When the sun sets and slowly, the darkness covers the sky, a feeling of coziness and relaxed attitude ultimately enrich us. Many of us wait for that part of the day to cuddle into the bed in comfy pajamas and get ready for a good night's sleep. After all, an utterly stressful day needs a final touch like that to start fresh the very next morning. But some people cannot enjoy the darkness as we all do. Nyctophobia is the fear of darkness or night that can cause intense symptoms of anxiety and depression.
As a child, we all usually have this fear of darkness, imagining a devil under your bed, or a monster in the wardrobe, or a thief outside your doors. These are so normal as a kid, but when you grow up, your fears will diminish. But people with Nyctophobia inappropriate of their age have a fear of darkness that can prompt someone to limit their activities, avoid certain circumstances, and experience anxiety in anticipation of there being no light. When the line of fear crosses being protective of something more significant as a clinical issue, then it is identified as a phobia.
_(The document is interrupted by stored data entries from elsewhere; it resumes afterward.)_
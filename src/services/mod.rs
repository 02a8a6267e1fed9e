pub mod auth;
pub mod availability;
pub mod content;
pub mod email;
pub mod images;
pub mod notifications;
pub mod reservations;
pub mod seo;
pub mod storage;
pub mod working_hours;

use chrono::NaiveDateTime;

/// Wall-clock time of the business; slots and timestamps are local.
pub fn local_now() -> NaiveDateTime {
    chrono::Local::now().naive_local()
}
We are born with an instinct of protectiveness from an unknown danger, so we develop a fear of darkness at 2. As children, we extend this natural feeling of anxiety towards night and gradually come out of it when we grow up.
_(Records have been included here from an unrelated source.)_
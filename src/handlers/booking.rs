use std::sync::Arc;

use axum::extract::{Query, State};
use axum::http::StatusCode;
use chrono::NaiveDate;
use serde::{Deserialize, Serialize};

use crate::errors::AppError;
use crate::extract::Json;
use crate::models::NewReservation;
use crate::services::reservations::{self, ReservationOutcome};
use crate::services::{availability, local_now};
use crate::state::AppState;

// GET /api/slots?date=
#[derive(Deserialize)]
pub struct SlotsQuery {
    pub date: String,
}

#[derive(Serialize)]
pub struct SlotsResponse {
    date: NaiveDate,
    slots: Vec<String>,
}

pub async fn get_slots(
    State(state): State<Arc<AppState>>,
    Query(query): Query<SlotsQuery>,
) -> Result<Json<SlotsResponse>, AppError> {
    let date = NaiveDate::parse_from_str(query.date.trim(), "%Y-%m-%d")
        .map_err(|_| AppError::field("date", "Neplatné datum"))?;
    let slots = {
        let db = state.db()?;
        availability::slots_for_date(&db, date, local_now())?
    };
    Ok(Json(SlotsResponse { date, slots }))
}

// GET /api/working-hours/closed
pub async fn get_closed_weekdays(
    State(state): State<Arc<AppState>>,
) -> Result<Json<serde_json::Value>, AppError> {
    let db = state.db()?;
    let weekdays = availability::closed_weekdays(&db)?;
    Ok(Json(serde_json::json!({ "weekdays": weekdays })))
}

// POST /api/reservations
pub async fn create_reservation(
    State(state): State<Arc<AppState>>,
    Json(form): Json<NewReservation>,
) -> Result<(StatusCode, Json<ReservationOutcome>), AppError> {
    let outcome = reservations::create(&state, form).await?;
    Ok((StatusCode::CREATED, Json(outcome)))
}
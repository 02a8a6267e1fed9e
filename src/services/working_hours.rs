use rusqlite::Connection;
use serde::Deserialize;

use crate::db::queries;
use crate::errors::{AppError, FieldErrors};
use crate::models::working_hour::{format_time, parse_time, WEEKDAYS};
use crate::models::WorkingHour;

/// One editor row as submitted; blank times mean "not set".
#[derive(Debug, Clone, Deserialize)]
pub struct WorkingHourInput {
    pub weekday: u8,
    #[serde(default)]
    pub start_time: Option<String>,
    #[serde(default)]
    pub end_time: Option<String>,
    pub enabled: bool,
}

/// Monday to Sunday; weekdays never saved come back enabled with no times.
pub fn load_week(conn: &Connection) -> anyhow::Result<Vec<WorkingHour>> {
    let stored = queries::list_working_hours(conn)?;
    Ok(WEEKDAYS
        .iter()
        .map(|&day| {
            stored
                .iter()
                .find(|wh| wh.weekday == day)
                .cloned()
                .unwrap_or_else(|| WorkingHour::unset(day))
        })
        .collect())
}

fn normalize_time(
    value: Option<&str>,
    field: String,
    errors: &mut FieldErrors,
) -> Option<String> {
    let value = value.map(str::trim).filter(|v| !v.is_empty())?;
    match parse_time(value) {
        Ok(t) => Some(format_time(t)),
        Err(_) => {
            errors.entry(field).or_default().push("Neplatný čas".to_string());
            None
        }
    }
}

fn validate_week(rows: &[WorkingHourInput]) -> Result<Vec<WorkingHour>, AppError> {
    let mut errors = FieldErrors::new();
    let mut week = Vec::with_capacity(WEEKDAYS.len());

    for &day in WEEKDAYS.iter() {
        let matching: Vec<&WorkingHourInput> = rows.iter().filter(|r| r.weekday == day).collect();
        let [row] = matching.as_slice() else {
            errors
                .entry(format!("weekday_{day}"))
                .or_default()
                .push("Každý den v týdnu musí být uveden právě jednou".to_string());
            continue;
        };

        let start = normalize_time(row.start_time.as_deref(), format!("start_time_{day}"), &mut errors);
        let end = normalize_time(row.end_time.as_deref(), format!("end_time_{day}"), &mut errors);
        if let (Some(s), Some(e)) = (&start, &end) {
            // HH:MM compares lexicographically.
            if s >= e {
                errors
                    .entry(format!("end_time_{day}"))
                    .or_default()
                    .push("Konec musí být po začátku".to_string());
            }
        }

        week.push(WorkingHour {
            weekday: day,
            start_time: start,
            end_time: end,
            enabled: row.enabled,
        });
    }

    if let Some(stray) = rows.iter().find(|r| !WEEKDAYS.contains(&r.weekday)) {
        errors
            .entry("weekday".to_string())
            .or_default()
            .push(format!("Neznámý den {}", stray.weekday));
    }

    if errors.is_empty() {
        Ok(week)
    } else {
        Err(AppError::Validation(errors))
    }
}

/// Replaces the whole weekly template in one transaction.
pub fn save_week(conn: &Connection, rows: &[WorkingHourInput]) -> Result<Vec<WorkingHour>, AppError> {
    let week = validate_week(rows)?;

    let tx = conn.unchecked_transaction()?;
    for wh in &week {
        queries::upsert_working_hour(&tx, wh)?;
    }
    tx.commit()?;

    tracing::info!(
        open_days = week.iter().filter(|wh| wh.open_hours().is_some()).count(),
        "working hours saved"
    );
    Ok(week)
}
This natural fear will fade out in adulthood; on the other side when the fear of darkness is so persistent and haunting, it creates consistent stress and anxiety, disturbs your mental health and peacefulness, then it is a phobia. To be aware of what you are going through, you should begin with know to draw the line between a normal fear and Phobia.
Nyctophobia may be evolutionary in nature as many predators are hunting during the night, also called scotophobia, akluophobia, and lygophobia. Researches discovered that the fear of darkness is due to separation anxiety related to a primary attachment figure. There are a few symptoms and signs that draw a perfect picture of whether you have Nyctophobia or not.
Nyctophobia isn't the same fear you experience as a child. It is very persistent and real. This fear instead compares to real dangers that comparing with some imaginary ones. If you find yourself feeling fear in the darkness that leads you to a loop of a worst-case scenario, you are continuously worried about that. You feel difficult to break this loop of thoughts, and it devastates you completely. It would then be best if you took this simple fun quiz to know whether you have Nyctophobia or a normal fear.
When you are diagnosed with a level of Nyctophobia, you should start your therapy with a mental health practitioner without further delay. The treatments for Nyctophobia ranges from simple medicines to medications. Usually, Cognitive-Behavioral Therapy works better for treating these kinds of phobias. This therapy starts with,
1. Exposure to darkness in small intervals, non-threatening doses in a process called desensitization.
2. Imposing positive thoughts on the negative fears and implementing them.
3. Meditation helps to develop the inner focus and calm the stressful mind. This, in turn, helps in overcoming fears.
4. When the Phobia is very severe, anti-depressants and anti-anxiety medications are given.
Phobias are all reversible mental conditions; proper treatment and therapies can impose a positive change in your mind and body. Fears like Nyctophobia are the adverse effects of something that affected you in early childhood. You may be separated from a loved one or a friend, or a safe environment, so as a parent, we need to think futuristically for our child's mental and physical well-being and take care of such little things that affect them badly later.